## Work order:
Across the listing below, count every line where the string "async" appears, then give only the count.

## Data for the task:
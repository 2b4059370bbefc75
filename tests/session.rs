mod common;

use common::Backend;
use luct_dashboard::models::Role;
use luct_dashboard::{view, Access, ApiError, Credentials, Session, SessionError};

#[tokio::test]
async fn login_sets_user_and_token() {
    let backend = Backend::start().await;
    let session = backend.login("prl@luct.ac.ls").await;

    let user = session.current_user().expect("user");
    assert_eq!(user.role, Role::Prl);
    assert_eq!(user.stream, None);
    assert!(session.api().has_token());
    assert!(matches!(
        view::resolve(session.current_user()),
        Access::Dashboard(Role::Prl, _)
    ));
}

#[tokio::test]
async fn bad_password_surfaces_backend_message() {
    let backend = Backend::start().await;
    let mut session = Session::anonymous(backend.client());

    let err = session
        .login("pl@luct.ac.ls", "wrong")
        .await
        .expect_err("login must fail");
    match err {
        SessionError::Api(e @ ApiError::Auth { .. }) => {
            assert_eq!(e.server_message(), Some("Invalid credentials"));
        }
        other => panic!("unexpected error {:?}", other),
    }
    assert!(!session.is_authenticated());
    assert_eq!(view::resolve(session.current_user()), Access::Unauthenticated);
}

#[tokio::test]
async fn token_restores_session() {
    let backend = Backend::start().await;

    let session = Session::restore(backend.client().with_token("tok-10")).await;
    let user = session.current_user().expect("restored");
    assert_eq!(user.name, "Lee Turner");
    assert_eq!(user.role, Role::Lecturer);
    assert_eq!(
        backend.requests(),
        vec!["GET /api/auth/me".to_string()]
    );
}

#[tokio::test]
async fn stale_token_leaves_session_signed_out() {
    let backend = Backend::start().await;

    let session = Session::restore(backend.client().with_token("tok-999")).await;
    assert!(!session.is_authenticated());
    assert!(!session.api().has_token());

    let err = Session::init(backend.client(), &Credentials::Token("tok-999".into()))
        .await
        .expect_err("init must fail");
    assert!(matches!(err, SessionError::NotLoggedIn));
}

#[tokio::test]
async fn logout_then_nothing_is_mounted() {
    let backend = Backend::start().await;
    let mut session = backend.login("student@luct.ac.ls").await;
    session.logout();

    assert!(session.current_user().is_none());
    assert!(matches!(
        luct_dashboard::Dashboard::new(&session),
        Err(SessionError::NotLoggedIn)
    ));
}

==

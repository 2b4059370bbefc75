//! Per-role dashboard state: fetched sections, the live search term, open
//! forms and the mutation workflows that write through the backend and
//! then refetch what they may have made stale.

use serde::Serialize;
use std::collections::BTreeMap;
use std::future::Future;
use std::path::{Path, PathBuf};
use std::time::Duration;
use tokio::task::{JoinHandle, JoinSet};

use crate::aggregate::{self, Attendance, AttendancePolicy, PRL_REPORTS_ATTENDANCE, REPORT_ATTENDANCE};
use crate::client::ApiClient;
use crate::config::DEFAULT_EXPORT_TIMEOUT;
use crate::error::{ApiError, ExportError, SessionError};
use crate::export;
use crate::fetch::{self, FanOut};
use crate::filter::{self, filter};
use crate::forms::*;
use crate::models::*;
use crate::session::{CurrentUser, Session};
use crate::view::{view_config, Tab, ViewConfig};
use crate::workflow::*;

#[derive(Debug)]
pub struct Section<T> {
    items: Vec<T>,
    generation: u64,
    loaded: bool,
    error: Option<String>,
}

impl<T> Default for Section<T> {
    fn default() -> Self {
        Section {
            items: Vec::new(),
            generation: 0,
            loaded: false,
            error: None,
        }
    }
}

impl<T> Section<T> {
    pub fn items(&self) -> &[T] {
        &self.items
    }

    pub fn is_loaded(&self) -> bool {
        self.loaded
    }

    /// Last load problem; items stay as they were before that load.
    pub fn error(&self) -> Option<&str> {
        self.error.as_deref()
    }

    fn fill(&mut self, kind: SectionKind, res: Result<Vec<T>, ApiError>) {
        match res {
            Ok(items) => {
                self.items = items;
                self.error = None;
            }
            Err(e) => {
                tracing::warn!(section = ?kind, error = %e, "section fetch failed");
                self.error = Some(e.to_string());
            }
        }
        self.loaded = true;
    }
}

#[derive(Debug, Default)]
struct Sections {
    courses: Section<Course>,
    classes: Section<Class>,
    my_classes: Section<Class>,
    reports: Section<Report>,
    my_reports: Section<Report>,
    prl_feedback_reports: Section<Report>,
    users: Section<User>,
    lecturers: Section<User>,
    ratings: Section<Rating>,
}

## Your solution:
5